Agarosegelelektroforese wordt vaak gebruikt om DNA-fragmenten te scheiden na restrictie endonucleasedigestie of PCR-amplificatie. Fragmenten worden gedetecteerd door de gel te kleuren met de intercalerende kleurstof, ethidiumbromide, gevolgd door visualisatie/fotografie onder ultraviolet licht.
Hoe gebruik je agarosegel bij elektroforese?
1. Bereiding van de gel
- Weeg de juiste massa agarose af in een erlenmeyer. Agarosegels worden bereid onder gebruikmaking van een w/v procentuele oplossing. …
- Voeg loopbuffer toe aan de agarosebevattende kolf. Wervel om te mengen. …
- Smelt het agarose/buffermengsel. …
- Voeg ethidiumbromide (EtBr) toe tot een concentratie van 0,5 μg/ml.
Hoe gebruik je gelelektroforese?
Belangrijkste punten:
- Gelelektroforese is een techniek die wordt gebruikt om DNA-fragmenten te scheiden op basis van hun grootte.
- DNA-monsters worden in putjes (inkepingen) aan het ene uiteinde van een gel geladen en er wordt een elektrische stroom aangelegd om ze door de gel te trekken.

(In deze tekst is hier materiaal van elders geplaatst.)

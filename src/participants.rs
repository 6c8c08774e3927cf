use serde::{Deserialize, Serialize};
use serde_json::Value;
use std::collections::BTreeMap;
use tracing::{debug, info};

use crate::aggregate::{aggregate_match_ups, AggregationOptions};
use crate::draws::{derive_draw_info, DerivedDrawInfo};
use crate::entries::{annotate_entries, participant_index, AnnotationOptions, ParticipantIndex};
use crate::error::{ParticipantsError, Result};
use crate::filter::{FilterIndex, ParticipantFilters};
use crate::identity::RelevantParticipantIds;
use crate::matchups::all_match_ups_in_context;
use crate::schedule::apply_schedule_conflicts;
use crate::store::{
    Counters, DrawRecord, EventRecord, MatchUpSummary, OpponentEncounter, ParticipantAggregate,
    ParticipantStore, ScheduleConflict, ScheduleItem, StructureParticipation, Tally,
};
use crate::types::{MatchUpType, Participant, Tournament};

#[derive(Debug, Clone, Default, Deserialize, PartialEq)]
#[serde(rename_all = "camelCase", default)]
pub struct ScheduleAnalysis {
    pub scheduled_minutes_difference: Option<f64>,
}

/// Inclusion flags and options for one participants query.
#[derive(Debug, Clone, Default, Deserialize, PartialEq)]
#[serde(rename_all = "camelCase", default)]
pub struct ParticipantsQuery {
    pub with_events: bool,
    pub with_draws: bool,
    pub with_match_ups: bool,
    pub with_opponents: bool,
    pub with_potential_match_ups: bool,
    pub with_statistics: bool,
    pub with_seeding: bool,
    pub with_schedule_items: bool,
    pub with_ranking_profile: bool,
    pub with_individual_participants: bool,
    pub use_publish_state: bool,
    pub diagnostics: bool,
    pub schedule_analysis: Option<ScheduleAnalysis>,
    pub participant_filters: Option<Value>,
}

#[derive(Debug, Clone, PartialEq, Serialize)]
#[serde(rename_all = "camelCase")]
pub struct Statistic {
    pub stat_code: String,
    pub numerator: u32,
    pub denominator: u32,
    pub stat_value: f64,
}

impl Statistic {
    fn win_ratio(stat_code: String, tally: &Tally) -> Self {
        let denominator = tally.decided();
        let stat_value = if denominator == 0 {
            0.0
        } else {
            f64::from(tally.wins) / f64::from(denominator)
        };
        Statistic {
            stat_code,
            numerator: tally.wins,
            denominator,
            stat_value,
        }
    }
}

/// Overall win ratio, then one per discipline that has decided matchUps.
pub fn win_ratios(counters: &Counters) -> Vec<Statistic> {
    let mut stats = vec![Statistic::win_ratio("winRatio".to_string(), &counters.total)];
    for match_up_type in [MatchUpType::Singles, MatchUpType::Doubles, MatchUpType::Team] {
        let tally = counters.discipline(match_up_type);
        if tally.decided() > 0 {
            stats.push(Statistic::win_ratio(
                format!("winRatio.{}", match_up_type.as_str()),
                tally,
            ));
        }
    }
    stats
}

/// Denormalized participant as returned to callers; each optional section is
/// gated by a query flag.
#[derive(Debug, Clone, PartialEq, Serialize)]
#[serde(rename_all = "camelCase")]
pub struct ParticipantView {
    #[serde(flatten)]
    pub participant: Participant,
    #[serde(skip_serializing_if = "Option::is_none")]
    pub individual_participants: Option<Vec<Participant>>,
    #[serde(skip_serializing_if = "Option::is_none")]
    pub events: Option<Vec<EventRecord>>,
    #[serde(skip_serializing_if = "Option::is_none")]
    pub draws: Option<Vec<DrawRecord>>,
    #[serde(skip_serializing_if = "Option::is_none")]
    pub match_ups: Option<Vec<MatchUpSummary>>,
    #[serde(skip_serializing_if = "Option::is_none")]
    pub potential_match_ups: Option<Vec<MatchUpSummary>>,
    #[serde(skip_serializing_if = "Option::is_none")]
    pub opponents: Option<BTreeMap<String, Vec<OpponentEncounter>>>,
    #[serde(skip_serializing_if = "Option::is_none")]
    pub counters: Option<Counters>,
    #[serde(skip_serializing_if = "Option::is_none")]
    pub statistics: Option<Vec<Statistic>>,
    #[serde(skip_serializing_if = "Option::is_none")]
    pub schedule_items: Option<Vec<ScheduleItem>>,
    #[serde(skip_serializing_if = "Option::is_none")]
    pub schedule_conflicts: Option<Vec<ScheduleConflict>>,
}

#[derive(Debug, Clone, PartialEq, Serialize)]
#[serde(rename_all = "camelCase")]
pub struct ParticipantsResult {
    pub participants: Vec<ParticipantView>,
    pub participant_map: BTreeMap<String, ParticipantAggregate>,
    pub derived_draw_info: BTreeMap<String, DerivedDrawInfo>,
    pub match_ups_count: usize,
}

/// Copies each participant's structure participation into its draw records in
/// the draw's structure order.
fn attach_structure_participation(
    store: &mut ParticipantStore,
    draw_info: &BTreeMap<String, DerivedDrawInfo>,
) {
    for aggregate in store.iter_mut() {
        let mut by_draw: BTreeMap<String, Vec<StructureParticipation>> = BTreeMap::new();
        for participation in aggregate.structure_participation.values() {
            by_draw
                .entry(participation.draw_id.clone())
                .or_default()
                .push(participation.clone());
        }
        for (draw_id, mut participation) in by_draw {
            if let Some(info) = draw_info.get(&draw_id) {
                participation.sort_by_key(|p| info.structure_order(&p.structure_id));
            }
            if let Some(draw) = aggregate.draws.get_mut(&draw_id) {
                draw.structure_participation = participation;
            }
        }
    }
}

fn build_view(
    participant: &Participant,
    aggregate: Option<&ParticipantAggregate>,
    participants: &ParticipantIndex<'_>,
    query: &ParticipantsQuery,
) -> ParticipantView {
    let section = |flag: bool| aggregate.filter(|_| flag);
    let individual_participants = (query.with_individual_participants
        && participant.participant_type.is_composite())
    .then(|| {
        participant
            .individual_participant_ids
            .iter()
            .filter_map(|id| participants.get(id.as_str()).map(|p| (*p).clone()))
            .collect()
    });

    ParticipantView {
        participant: participant.clone(),
        individual_participants,
        events: section(query.with_events).map(|agg| agg.events.values().cloned().collect()),
        draws: section(query.with_draws || query.with_ranking_profile)
            .map(|agg| agg.draws.values().cloned().collect()),
        match_ups: section(query.with_match_ups).map(|agg| agg.match_ups.values().cloned().collect()),
        potential_match_ups: section(query.with_potential_match_ups)
            .map(|agg| agg.potential_match_ups.values().cloned().collect()),
        opponents: section(query.with_opponents).map(|agg| agg.opponents.clone()),
        counters: section(query.with_statistics).map(|agg| agg.counters.clone()),
        statistics: section(query.with_statistics).map(|agg| win_ratios(&agg.counters)),
        schedule_items: section(query.with_schedule_items).map(|agg| agg.schedule_items.clone()),
        schedule_conflicts: section(query.schedule_analysis.is_some())
            .map(|agg| agg.schedule_conflicts.clone()),
    }
}

/// Derives per-participant views from a competition snapshot.
///
/// The pass is read-only over `tournament`; every aggregate is freshly
/// allocated, so repeated calls over the same snapshot return identical results.
pub fn get_participants(
    tournament: Option<&Tournament>,
    query: &ParticipantsQuery,
) -> Result<ParticipantsResult> {
    let tournament = tournament.ok_or(ParticipantsError::MissingTournamentRecord)?;
    let participant_list = tournament
        .participants
        .as_deref()
        .ok_or(ParticipantsError::MissingParticipants)?;
    let filters = query
        .participant_filters
        .as_ref()
        .map(ParticipantFilters::from_value)
        .transpose()?;

    let participants = participant_index(tournament);
    let relevant_ids = RelevantParticipantIds::build(participant_list);
    let derived_draw_info = derive_draw_info(tournament);
    let mut store = ParticipantStore::initialize(participant_list);

    let annotation = AnnotationOptions {
        with_seeding: query.with_seeding,
        use_publish_state: query.use_publish_state,
        diagnostics: query.diagnostics,
    };
    annotate_entries(
        tournament,
        &participants,
        &relevant_ids,
        &derived_draw_info,
        &mut store,
        annotation,
    );

    let match_ups = all_match_ups_in_context(tournament);
    aggregate_match_ups(
        tournament,
        &match_ups,
        &participants,
        &relevant_ids,
        &derived_draw_info,
        &mut store,
        AggregationOptions {
            with_ranking_profile: query.with_ranking_profile,
            annotation,
        },
    );

    if query.with_ranking_profile {
        attach_structure_participation(&mut store, &derived_draw_info);
    }

    if let Some(analysis) = &query.schedule_analysis {
        let threshold = analysis.scheduled_minutes_difference;
        for aggregate in store.iter_mut() {
            apply_schedule_conflicts(aggregate, threshold);
        }
    }

    let filter_index = filters
        .as_ref()
        .map(|filters| FilterIndex::build(filters, tournament, &relevant_ids, &derived_draw_info));

    let mut views = Vec::with_capacity(participant_list.len());
    for participant in participant_list {
        let view = build_view(
            participant,
            store.get(&participant.participant_id),
            &participants,
            query,
        );
        if let (Some(filters), Some(index)) = (&filters, &filter_index) {
            let view_value = serde_json::to_value(&view).unwrap_or(Value::Null);
            if !filters.matches(participant, &view_value, index) {
                continue;
            }
        }
        views.push(view);
    }

    if query.diagnostics {
        debug!(
            "relevant ids: {}, aggregates: {}, derived draws: {}",
            relevant_ids.len(),
            store.len(),
            derived_draw_info.len()
        );
    }
    info!(
        "Derived {} participants ({} returned) from {} matchUps",
        store.len(),
        views.len(),
        match_ups.len()
    );

    Ok(ParticipantsResult {
        participants: views,
        participant_map: store.into_map(),
        derived_draw_info,
        match_ups_count: match_ups.len(),
    })
}

/// Targeted lookup of one participant's view.
pub fn get_participant(
    tournament: Option<&Tournament>,
    participant_id: &str,
    query: &ParticipantsQuery,
) -> Result<ParticipantView> {
    let tournament = tournament.ok_or(ParticipantsError::MissingTournamentRecord)?;
    if participant_id.trim().is_empty() {
        return Err(ParticipantsError::MissingParticipantId);
    }
    if tournament.participants.is_some() && tournament.find_participant(participant_id).is_none() {
        return Err(ParticipantsError::ParticipantNotFound {
            participant_id: participant_id.to_string(),
        });
    }

    let query = ParticipantsQuery {
        participant_filters: None,
        ..query.clone()
    };
    let result = get_participants(Some(tournament), &query)?;
    result
        .participants
        .into_iter()
        .find(|view| view.participant.participant_id == participant_id)
        .ok_or_else(|| ParticipantsError::ParticipantNotFound {
            participant_id: participant_id.to_string(),
        })
}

- DNA-fragmenten zijn negatief geladen, dus bewegen ze naar de positieve elektrode.
Wat is de belangrijkste functie van gelelektroforese?
Gelelektroforese is een laboratoriummethode gebruikt om mengsels van DNA, RNA of eiwitten te scheiden op basis van moleculaire grootte.
Waarvoor wordt elektroforese gebruikt?
Elektroforese is een laboratoriumtechniek die wordt gebruikt om DNA-, RNA- of eiwitmoleculen te scheiden op basis van hun grootte en elektrische lading. Een elektrische stroom wordt gebruikt om te scheiden moleculen door een gel te bewegen.